Create many pipelines for tokenizing game/system states and actions
(Behavioral version) evaluate the model on each game+notation pair for competency
Compare the observed competency to whether, in separate context windows, it claims it can cleanly parse the game in an internal world model for that game+notation pair
(Interpretability version) inspect the model internals on each game+notation pair similarly to Othello-GPT to determine whether the model coherently represents game state
Compare the results of interpretability to whether in separate context windows it claims it can cleanly parse the game in an internal world model for that game+notation pair
The best version would require significant progress in interpretability, since we want to rule out the existence of any kind of world model (not necessarily linear). But we might get away with using interpretability results for positive cases (confirming world models) and behavioral results for negative cases (strong evidence of no world model)
Compare the relationship between ‘having a game world model’ and ‘playing the game’ to ‘experiencing X as valenced’ and ‘displaying aversive behavior for X’. In both cases, the former is dispensable for the latter. To pass the interpretability version of this test, the model has to somehow learn the mapping from our words ‘having a world model for X’ to a hidden cognitive structure which is not determined by behavior.
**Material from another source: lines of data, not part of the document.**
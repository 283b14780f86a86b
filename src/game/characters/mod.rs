// Character animation system
//
// This module contains everything needed to animate a sprite character:
// - Named clips over frames of a sliced sprite sheet
// - Tick-driven playback state machine
// - Facing and horizontal mirroring
// - The composed character and multi-character groups
// - JSON configuration and ready-made presets

pub mod animation;
pub mod character;
pub mod config;
pub mod direction;
pub mod presets;
pub mod state;

use crate::engine::assets::{AssetError, FrameIndex};

// Re-export commonly used types
pub use animation::{AnimationClip, AnimationController, ClipRegistry};
pub use character::{AnimatedCharacter, AnimatorGroup, CharacterId};
pub use config::{CharacterConfig, CharacterSettings, ClipConfig, SheetConfig};
pub use direction::{DirectionMode, DirectionState, Facing, FrameCache, FrameKey};
pub use state::{PlaybackState, PlaybackStatus};

/// Errors raised while defining or playing animations
#[derive(Debug, thiserror::Error)]
pub enum AnimationError {
    #[error("Frame {index} is outside the sheet's {frame_count} frames")]
    FrameIndexOutOfBounds {
        index: FrameIndex,
        frame_count: usize,
    },

    #[error("Invalid frame range {start}..={end}")]
    InvalidFrameRange { start: FrameIndex, end: FrameIndex },

    #[error("Animation {0} needs a speed of at least one tick per frame")]
    InvalidSpeed(String),

    #[error("Animation {0} has no frames")]
    EmptyClip(String),

    #[error("Unknown animation: {0}")]
    UnknownAnimation(String),

    #[error("Operation requires direction mode {expected}, character uses {actual}")]
    InvalidDirectionMode {
        expected: DirectionMode,
        actual: DirectionMode,
    },

    #[error("Invalid scale {0}")]
    InvalidScale(f32),

    #[error("Clips must be packed at least one column wide, got {0}")]
    InvalidColumns(u32),

    #[error("No sprite sheet loaded")]
    SheetNotLoaded,

    #[error(transparent)]
    Asset(#[from] AssetError),
}

#[cfg(test)]
mod tests {
    use super::*;

    #[test]
    fn test_animation_error_display() {
        let err = AnimationError::UnknownAnimation("fly".to_string());
        assert_eq!(err.to_string(), "Unknown animation: fly");

        let err = AnimationError::InvalidDirectionMode {
            expected: DirectionMode::SeparateDirections,
            actual: DirectionMode::AutoFlip,
        };
        assert_eq!(
            err.to_string(),
            "Operation requires direction mode separate_directions, character uses auto_flip"
        );
    }

    #[test]
    fn test_asset_error_passthrough() {
        let err: AnimationError = AssetError::NotFound("hero.png".to_string()).into();
        assert_eq!(err.to_string(), "Asset not found: hero.png");
    }
}
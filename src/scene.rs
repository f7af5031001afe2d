//! The maze walkthrough scene.
//!
//! [`SceneState`] is everything that changes while the user walks the maze.
//! [`MazeScene`] owns it together with the static layout and the subsystems
//! that operate on it, and orders one frame:
//!
//! 1. at most one pending movement is applied
//! 2. the palette follows the selected theme
//! 3. prop colliders follow the animation time
//! 4. the finish line is checked
//! 5. the camera is blended toward its target
//!
//! Prop colliders toggled during a frame are therefore first seen by the
//! movement step of the next frame.

use anyhow::{Context as _, bail, ensure};
use cgmath::{Matrix4, Vector3};

use crate::{
    camera::{CameraBlender, CameraTarget, avatar_target, overview_target},
    collision::{ColliderRegistry, PLAYER_ID},
    context::Context,
    data_structures::layout::{GRID_COLUMNS, GRID_ROWS, MAZE, MazeLayout, Section, SectionRole},
    flow::{FrameTime, GraphicsFlow},
    input::Action,
    movement::{MovementController, PendingMovement, Player, Spawn},
    pipelines::material::Material,
    props::{PROP_GROUPS, PropGroup, PropScheduler},
    render::{Mesh, Renderer},
    theme::{ModeState, Palette, Theme},
};

/// Mutable state of one walkthrough.
#[derive(Clone, Debug)]
pub struct SceneState {
    pub player: Player,
    pub colliders: ColliderRegistry,
    pub modes: ModeState,
    pub pending: PendingMovement,
    /// Set once the player leaves through the exit or skips to it.
    pub finished: bool,
}

#[derive(Clone, Debug)]
pub struct MazeScene {
    state: SceneState,
    layout: MazeLayout,
    movement: MovementController,
    props: PropScheduler,
    camera: CameraBlender,
    palette: Palette,
    palette_theme: Theme,
    time: FrameTime,
}

impl MazeScene {
    /// The authored maze with the default prop groups.
    pub fn new(ctx: &Context) -> anyhow::Result<Self> {
        Self::with_layout(ctx, MAZE, PROP_GROUPS)
    }

    pub fn with_layout(
        ctx: &Context,
        sections: &'static [Section],
        prop_groups: &[PropGroup],
    ) -> anyhow::Result<Self> {
        ctx.validate().context("invalid scene context")?;
        let layout = MazeLayout::load(sections, ctx).context("invalid maze table")?;

        let (player, player_aabb) = Player::spawn(ctx.start, ctx)?;
        let mut colliders = ColliderRegistry::new(player_aabb);
        for (id, aabb) in layout.colliders() {
            ensure!(
                colliders.insert(*id, *aabb),
                "static collider {} was inserted twice",
                id
            );
        }
        if let Some(id) = colliders.overlaps_any(&player_aabb, PLAYER_ID) {
            bail!("the start cell {:?} overlaps collider {}", ctx.start.cell, id);
        }

        let props = PropScheduler::new(prop_groups, ctx)?;
        let modes = ModeState::new(ctx.slide_count);
        let palette_theme = modes.theme;
        log::info!(
            "Maze scene set up with {} colliders, starting at {:?}",
            colliders.len(),
            ctx.start.cell
        );

        Ok(Self {
            state: SceneState {
                player,
                colliders,
                modes,
                pending: PendingMovement::default(),
                finished: false,
            },
            layout,
            movement: MovementController::new(ctx.step),
            props,
            camera: CameraBlender::new(overview_target(ctx), ctx.camera_smoothing),
            palette: palette_theme.palette(),
            palette_theme,
            time: FrameTime::default(),
        })
    }

    pub fn state(&self) -> &SceneState {
        &self.state
    }

    pub fn layout(&self) -> &MazeLayout {
        &self.layout
    }

    pub fn camera(&self) -> &CameraBlender {
        &self.camera
    }

    pub fn palette(&self) -> &Palette {
        &self.palette
    }

    pub fn props(&self) -> &PropScheduler {
        &self.props
    }

    /// Time of the last update.
    pub fn time(&self) -> FrameTime {
        self.time
    }

    /// Applies a user action.
    ///
    /// Movement actions are only queued and take effect on the next update.
    /// Everything else applies immediately.
    pub fn trigger(&mut self, ctx: &Context, action: Action) -> anyhow::Result<()> {
        let modes = &mut self.state.modes;
        match action {
            Action::TurnLeft
            | Action::TurnRight
            | Action::TurnAround
            | Action::MoveForward
            | Action::MoveBackward => {
                if let Some(movement) = action.movement() {
                    self.state.pending.arm(movement);
                }
            }
            Action::SelectTheme(theme) => {
                modes.select_theme(theme);
            }
            Action::TogglePresentation => {
                modes.toggle_presentation();
            }
            Action::NextSlide => {
                let slide = modes.next_slide();
                log::debug!("Slide {}/{}", slide + 1, modes.slide_count());
            }
            Action::PrevSlide => {
                let slide = modes.prev_slide();
                log::debug!("Slide {}/{}", slide + 1, modes.slide_count());
            }
            Action::ToggleHelp => {
                modes.toggle_help();
            }
            Action::SetPlayerPov => {
                modes.set_help(false);
                match avatar_target(&self.state.player.transform, &ctx.camera_offset) {
                    Some(target) => self.camera.snap_to(target),
                    None => log::warn!("Avatar transform is singular, keeping the current camera"),
                }
            }
            Action::Restart => {
                self.respawn(ctx.start, ctx)?;
                self.state.finished = false;
                log::info!("Restarting at {:?}", ctx.start.cell);
            }
            Action::Finish => {
                self.respawn(ctx.exit, ctx)?;
                self.state.finished = true;
                log::info!("Skipping to the exit at {:?}", ctx.exit.cell);
            }
        }
        Ok(())
    }

    fn respawn(&mut self, spawn: Spawn, ctx: &Context) -> anyhow::Result<()> {
        let (player, aabb) = Player::spawn(spawn, ctx)?;
        self.state.player = player;
        self.state.colliders.set_player(aabb);
        self.state.pending.clear();
        Ok(())
    }

    /// Advances the scene by one frame.
    pub fn update(&mut self, ctx: &Context, time: FrameTime) {
        let state = &mut self.state;

        if let Some(movement) = state.pending.take_next() {
            let outcome = self
                .movement
                .apply(&mut state.player, &mut state.colliders, movement);
            log::debug!("{:?}: {:?}", movement, outcome);
        }

        if self.palette_theme != state.modes.theme {
            self.palette_theme = state.modes.theme;
            self.palette = self.palette_theme.palette();
        }

        self.props.update(time.t, &mut state.colliders);

        if !state.finished && self.layout.is_outside_east(state.colliders.player(), ctx) {
            state.finished = true;
            log::info!("Maze completed after {:.1}s", time.t);
        }

        let target = match state.modes.camera_target() {
            CameraTarget::Avatar => avatar_target(&state.player.transform, &ctx.camera_offset)
                .unwrap_or(*self.camera.camera_inverse()),
            CameraTarget::Overview => overview_target(ctx),
        };
        self.camera.blend_toward(&target);

        self.time = time;
    }

    /// Submits one frame of draws.
    pub fn render(&self, ctx: &Context, renderer: &mut dyn Renderer) {
        let palette = &self.palette;
        let modes = &self.state.modes;
        let s = ctx.scale_factor;

        renderer.begin_frame();
        renderer.set_projection(&ctx.projection);
        renderer.set_lights(&palette.lights);
        renderer.set_camera_inverse(self.camera.camera_inverse());

        let center = Vector3::new(
            GRID_COLUMNS as f32 * 0.5 * s,
            0.0,
            GRID_ROWS as f32 * 0.5 * s,
        );
        let sky = Matrix4::from_translation(center) * Matrix4::from_scale(GRID_COLUMNS as f32 * s * 2.0);
        renderer.draw_unit(Mesh::Sphere, &sky, &palette.sky);
        let ground = Matrix4::from_translation(center + Vector3::new(0.0, -0.6, 0.0))
            * Matrix4::from_nonuniform_scale(
                GRID_COLUMNS as f32 * s * 1.5,
                0.5,
                GRID_ROWS as f32 * s * 1.5,
            );
        renderer.draw_unit(Mesh::Cube, &ground, &palette.ground);

        let slide = modes.slide_material();
        for section in self.layout.sections() {
            let material = match section.role {
                role if modes.presentation_mode && role.is_boundary() => Some(slide),
                SectionRole::StartWall => Some(palette.start_wall),
                SectionRole::EndWall => Some(palette.end_wall),
                SectionRole::Boundary | SectionRole::Walls => Some(palette.wall),
                SectionRole::Floor => Some(palette.floor),
                SectionRole::Path => Some(palette.accent),
                SectionRole::Ceiling => palette.ceiling,
            };
            let Some(material) = material else {
                continue;
            };
            draw_section(renderer, section, &material, s);
        }

        self.props.draw(self.time.t, &palette.prop, renderer);

        if modes.avatar_visible() {
            let avatar = self.state.player.transform
                * Matrix4::from_nonuniform_scale(
                    ctx.step * 0.5,
                    ctx.player_height * 0.5,
                    ctx.step * 0.5,
                );
            renderer.draw_unit(Mesh::Avatar, &avatar, &palette.avatar);
        }

        renderer.end_frame();
    }
}

fn draw_section(renderer: &mut dyn Renderer, section: &Section, material: &Material, scale_factor: f32) {
    for blocks in section.runs {
        for transform in blocks.placements(scale_factor) {
            renderer.draw_unit(Mesh::Cube, &transform, material);
        }
    }
}

impl GraphicsFlow for MazeScene {
    fn on_init(&mut self, ctx: &mut Context) -> anyhow::Result<()> {
        ctx.validate()?;
        ctx.clear_colour = self.palette.sky.colour;
        Ok(())
    }

    fn on_action(&mut self, ctx: &Context, action: Action) {
        if let Err(e) = self.trigger(ctx, action) {
            log::error!("{:?} failed: {:#}", action, e);
        }
    }

    fn on_update(&mut self, ctx: &Context, time: FrameTime) {
        self.update(ctx, time);
    }

    fn on_render(&self, ctx: &Context, renderer: &mut dyn Renderer) {
        self.render(ctx, renderer);
    }
}
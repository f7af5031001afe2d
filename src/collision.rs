//! Axis-aligned collision primitives and the collider registry.
//!
//! The registry is the single source of truth for occupied space in the maze.
//! Ids are split into three ranges:
//!
//! - [`PLAYER_ID`] is the player's own box. It lives in a dedicated slot and is
//!   therefore present for the whole lifetime of the registry.
//! - `2..PROP_ID_BASE` are static maze boundaries, inserted once during scene
//!   setup and never mutated or removed afterwards.
//! - `PROP_ID_BASE..` are transient props that the prop scheduler inserts and
//!   removes as they appear and disappear.
//!
//! Slots live in an arena indexed by id with an explicit `active` bit, so props
//! toggling every few seconds never reallocate.

use anyhow::ensure;
use cgmath::{Matrix4, Point3, Transform, Vector3};

pub type ColliderId = u32;

/// The player's own collider.
pub const PLAYER_ID: ColliderId = 1;

/// First id reserved for transient props.
pub const PROP_ID_BASE: ColliderId = 1000;

/// The role an id plays, derived from the range it falls in.
#[derive(Clone, Copy, Debug, PartialEq, Eq)]
pub enum ColliderKind {
    Player,
    Static,
    Prop,
}

impl ColliderKind {
    /// Id 0 is never valid.
    pub fn of(id: ColliderId) -> Option<Self> {
        match id {
            0 => None,
            PLAYER_ID => Some(Self::Player),
            id if id >= PROP_ID_BASE => Some(Self::Prop),
            _ => Some(Self::Static),
        }
    }
}

/// Axis-aligned bounding box in world units.
///
/// The extents are private so that `min <= max` holds on every axis for every
/// value of this type. Zero-width boxes are allowed and used for thin walls.
#[derive(Clone, Copy, Debug, PartialEq)]
pub struct Aabb {
    min: Vector3<f32>,
    max: Vector3<f32>,
}

impl Aabb {
    /// Creates a box from its minimum and maximum corners.
    ///
    /// Fails if any component of `min` exceeds (or cannot be compared with) the
    /// matching component of `max`.
    pub fn new(min: Vector3<f32>, max: Vector3<f32>) -> anyhow::Result<Self> {
        ensure!(
            min.x <= max.x && min.y <= max.y && min.z <= max.z,
            "malformed AABB: min {:?} exceeds max {:?}",
            min,
            max
        );
        Ok(Self { min, max })
    }

    /// Creates a box from `(minX, maxX, minY, maxY, minZ, maxZ)`.
    pub fn from_extents(
        min_x: f32,
        max_x: f32,
        min_y: f32,
        max_y: f32,
        min_z: f32,
        max_z: f32,
    ) -> anyhow::Result<Self> {
        Self::new(
            Vector3::new(min_x, min_y, min_z),
            Vector3::new(max_x, max_y, max_z),
        )
    }

    pub fn centered(center: Vector3<f32>, half_extents: Vector3<f32>) -> anyhow::Result<Self> {
        Self::new(center - half_extents, center + half_extents)
    }

    /// The world-space bounds of the unit cube `[-1, 1]³` placed by `transform`.
    pub fn from_transformed_cube(transform: &Matrix4<f32>) -> anyhow::Result<Self> {
        let mut min = Vector3::new(f32::INFINITY, f32::INFINITY, f32::INFINITY);
        let mut max = Vector3::new(f32::NEG_INFINITY, f32::NEG_INFINITY, f32::NEG_INFINITY);
        for corner in 0..8 {
            let local = Point3::new(
                if corner & 1 == 0 { -1.0 } else { 1.0 },
                if corner & 2 == 0 { -1.0 } else { 1.0 },
                if corner & 4 == 0 { -1.0 } else { 1.0 },
            );
            let world = transform.transform_point(local);
            min = Vector3::new(min.x.min(world.x), min.y.min(world.y), min.z.min(world.z));
            max = Vector3::new(max.x.max(world.x), max.y.max(world.y), max.z.max(world.z));
        }
        Self::new(min, max)
    }

    pub fn min(&self) -> Vector3<f32> {
        self.min
    }

    pub fn max(&self) -> Vector3<f32> {
        self.max
    }

    /// `[minX, maxX, minY, maxY, minZ, maxZ]`
    pub fn extents(&self) -> [f32; 6] {
        [
            self.min.x, self.max.x, self.min.y, self.max.y, self.min.z, self.max.z,
        ]
    }

    pub fn center(&self) -> Vector3<f32> {
        (self.min + self.max) * 0.5
    }

    /// Inclusive overlap on all three axes; touching faces count as overlapping.
    pub fn overlaps(&self, other: &Aabb) -> bool {
        self.min.x <= other.max.x
            && self.max.x >= other.min.x
            && self.min.y <= other.max.y
            && self.max.y >= other.min.y
            && self.min.z <= other.max.z
            && self.max.z >= other.min.z
    }

    /// Shifting both corners by the same delta cannot break `min <= max`.
    pub fn translated(&self, delta: Vector3<f32>) -> Aabb {
        Aabb {
            min: self.min + delta,
            max: self.max + delta,
        }
    }

    /// The smallest box containing both `self` and `other`.
    pub fn union(&self, other: &Aabb) -> Aabb {
        Aabb {
            min: Vector3::new(
                self.min.x.min(other.min.x),
                self.min.y.min(other.min.y),
                self.min.z.min(other.min.z),
            ),
            max: Vector3::new(
                self.max.x.max(other.max.x),
                self.max.y.max(other.max.y),
                self.max.z.max(other.max.z),
            ),
        }
    }
}

impl Default for Aabb {
    fn default() -> Self {
        Self {
            min: Vector3::new(0.0, 0.0, 0.0),
            max: Vector3::new(0.0, 0.0, 0.0),
        }
    }
}

#[derive(Clone, Copy, Debug, Default)]
struct Slot {
    aabb: Aabb,
    active: bool,
}

/// Mapping from collider id to [`Aabb`].
#[derive(Clone, Debug)]
pub struct ColliderRegistry {
    player: Aabb,
    slots: Vec<Slot>,
}

impl ColliderRegistry {
    pub fn new(player: Aabb) -> Self {
        Self {
            player,
            slots: Vec::new(),
        }
    }

    /// Stores `aabb` under `id` and returns whether the registry changed.
    ///
    /// Static ids can be filled once; later inserts for an occupied static id
    /// are refused. Prop ids are overwritten freely.
    pub fn insert(&mut self, id: ColliderId, aabb: Aabb) -> bool {
        match ColliderKind::of(id) {
            None => {
                log::warn!("Refusing to insert a collider under the reserved id 0");
                false
            }
            Some(ColliderKind::Player) => {
                self.player = aabb;
                true
            }
            Some(ColliderKind::Static) if self.contains(id) => {
                log::warn!("Static collider {} is immutable once inserted", id);
                false
            }
            Some(_) => {
                let idx = id as usize;
                if idx >= self.slots.len() {
                    self.slots.resize(idx + 1, Slot::default());
                }
                self.slots[idx] = Slot { aabb, active: true };
                true
            }
        }
    }

    /// Deactivates a prop collider and returns the box it held.
    ///
    /// The player and static boundaries cannot be removed.
    pub fn remove(&mut self, id: ColliderId) -> Option<Aabb> {
        match ColliderKind::of(id) {
            Some(ColliderKind::Prop) => {
                let slot = self.slots.get_mut(id as usize)?;
                if !slot.active {
                    return None;
                }
                slot.active = false;
                Some(slot.aabb)
            }
            _ => {
                log::warn!("Collider {} is not removable", id);
                None
            }
        }
    }

    pub fn get(&self, id: ColliderId) -> Option<Aabb> {
        if id == PLAYER_ID {
            return Some(self.player);
        }
        self.slots
            .get(id as usize)
            .filter(|slot| slot.active)
            .map(|slot| slot.aabb)
    }

    pub fn contains(&self, id: ColliderId) -> bool {
        self.get(id).is_some()
    }

    pub fn player(&self) -> &Aabb {
        &self.player
    }

    pub fn set_player(&mut self, aabb: Aabb) {
        self.player = aabb;
    }

    /// Every present collider, the player first, each exactly once.
    pub fn iter(&self) -> impl Iterator<Item = (ColliderId, &Aabb)> {
        std::iter::once((PLAYER_ID, &self.player)).chain(
            self.slots
                .iter()
                .enumerate()
                .filter(|(_, slot)| slot.active)
                .map(|(idx, slot)| (idx as ColliderId, &slot.aabb)),
        )
    }

    pub fn for_each(&self, mut f: impl FnMut(ColliderId, &Aabb)) {
        self.iter().for_each(|(id, aabb)| f(id, aabb));
    }

    pub fn len(&self) -> usize {
        self.iter().count()
    }

    /// Never true: the player slot is always occupied.
    pub fn is_empty(&self) -> bool {
        false
    }

    /// The first collider other than `except` that overlaps `probe`.
    pub fn overlaps_any(&self, probe: &Aabb, except: ColliderId) -> Option<ColliderId> {
        self.iter()
            .filter(|(id, _)| *id != except)
            .find(|(_, aabb)| probe.overlaps(aabb))
            .map(|(id, _)| id)
    }
}
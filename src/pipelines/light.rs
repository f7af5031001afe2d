use cgmath::Vector4;

use crate::pipelines::material::Colour;

/// A scene light.
///
/// `position.w == 1.0` makes a point light, `0.0` a directional one whose xyz
/// is the direction towards the light.
#[derive(Clone, Copy, Debug, PartialEq)]
pub struct Light {
    pub position: Vector4<f32>,
    pub colour: Colour,
    /// Quadratic falloff coefficient.
    pub attenuation: f32,
}

impl Light {
    /// `size` is the reach of the light; falloff is its reciprocal.
    pub fn new(position: Vector4<f32>, colour: Colour, size: f32) -> Self {
        Self {
            position,
            colour,
            attenuation: 1.0 / size,
        }
    }

    pub fn to_uniform(&self) -> LightUniform {
        LightUniform {
            position: self.position.into(),
            colour: self.colour.0,
            attenuation: self.attenuation,
            _padding: [0; 3],
        }
    }
}

#[repr(C)]
#[derive(Debug, Copy, Clone, bytemuck::Pod, bytemuck::Zeroable)]
pub struct LightUniform {
    position: [f32; 4],
    colour: [f32; 4],
    attenuation: f32,
    // Uniforms require 16 byte (4 float) spacing
    _padding: [u32; 3],
}
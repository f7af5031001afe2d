//! Data-driven material descriptors.
//!
//! A [`Material`] is plain data: a shading kind, the lighting coefficients and
//! an optional texture reference. One shading routine
//! ([`crate::pipelines::shading::shade`]) consumes every kind.

/// Linear RGBA colour.
#[derive(Clone, Copy, Debug, PartialEq)]
pub struct Colour(pub [f32; 4]);

impl Colour {
    pub const BLACK: Colour = Colour([0.0, 0.0, 0.0, 1.0]);
    pub const WHITE: Colour = Colour([1.0, 1.0, 1.0, 1.0]);

    /// Opaque colour from a `0xRRGGBB` literal.
    pub fn hex(rgb: u32) -> Self {
        let channel = |shift: u32| ((rgb >> shift) & 0xff) as f32 / 255.0;
        Colour([channel(16), channel(8), channel(0), 1.0])
    }

    pub fn with_alpha(self, alpha: f32) -> Self {
        let [r, g, b, _] = self.0;
        Colour([r, g, b, alpha.clamp(0.0, 1.0)])
    }

    pub fn alpha(&self) -> f32 {
        self.0[3]
    }

    pub fn rgb(&self) -> [f32; 3] {
        [self.0[0], self.0[1], self.0[2]]
    }
}

/// Where the lighting model is evaluated.
#[derive(Clone, Copy, Debug, PartialEq, Eq, Hash)]
pub enum Shading {
    /// Per fragment.
    Phong,
    /// Per vertex, interpolated across the face.
    Gouraud,
    /// Per fragment, base colour sampled from the texture.
    Textured,
}

/// Texture a material samples from.
#[derive(Clone, Copy, Debug, PartialEq, Eq, Hash)]
pub enum TextureRef {
    Asset(&'static str),
    /// Page of the presentation deck.
    Slide(usize),
}

impl TextureRef {
    pub fn path(&self) -> String {
        match self {
            TextureRef::Asset(path) => path.to_string(),
            TextureRef::Slide(index) => format!("assets/slides/slide_{:02}.png", index + 1),
        }
    }
}

#[derive(Clone, Copy, Debug, PartialEq)]
pub struct Material {
    pub shading: Shading,
    pub colour: Colour,
    pub ambient: f32,
    pub diffusivity: f32,
    pub specularity: f32,
    pub smoothness: f32,
    pub texture: Option<TextureRef>,
}

impl Material {
    /// Matte plastic lit per fragment.
    pub fn phong(colour: Colour) -> Self {
        Self {
            shading: Shading::Phong,
            colour,
            ambient: 0.5,
            diffusivity: 0.6,
            specularity: 0.4,
            smoothness: 40.0,
            texture: None,
        }
    }

    pub fn gouraud(colour: Colour) -> Self {
        Self {
            shading: Shading::Gouraud,
            colour,
            ambient: 0.0,
            diffusivity: 1.0,
            specularity: 1.0,
            smoothness: 40.0,
            texture: None,
        }
    }

    /// Fully ambient so the texture shows at its own brightness.
    pub fn textured(texture: TextureRef) -> Self {
        Self {
            shading: Shading::Textured,
            colour: Colour::BLACK,
            ambient: 1.0,
            diffusivity: 0.1,
            specularity: 0.1,
            smoothness: 40.0,
            texture: Some(texture),
        }
    }

    /// Same parameters, different base colour.
    pub fn with_colour(self, colour: Colour) -> Self {
        Self { colour, ..self }
    }

    pub fn with_opacity(self, opacity: f32) -> Self {
        Self {
            colour: self.colour.with_alpha(opacity),
            ..self
        }
    }

    pub fn is_transparent(&self) -> bool {
        self.colour.alpha() < 1.0
    }
}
I would consider passing this test and claiming certain activities are highly valenced as a fire alarm for our treatment of AIs as moral patients. But, there are considerations which could undermine the relevance of this test. For instance, it seems likely to me that game world models necessarily share very similar computational structures regardless of what neural architectures they’re implemented with—this is almost by definition (having a game world model means having something causally isomorphic to the game). Then if it turns out that valence is just a far more computationally heterogeneous thing, then establishing common reference to the ‘having a world model’ cognitive property is much easier than doing the same for valence. In such a case, a competent, future LM might default to human simulation for valence reports, and we’d get a false positive.
I recently asked both claude and gpt4 to estimate their benchmark scores on various benchmarks. if I were trying harder to get a good test I’d probably do it about 10 times and see what the variation is
I asked claude opus whether it could clearly parse different tic-tac-toe notations and it just said ‘yes I can’ to all of them, despite having pretty poor performance in most.
yeah, its introspection is definitely less than perfect. I’ll DM the prompt I’ve been using so you can see its scores.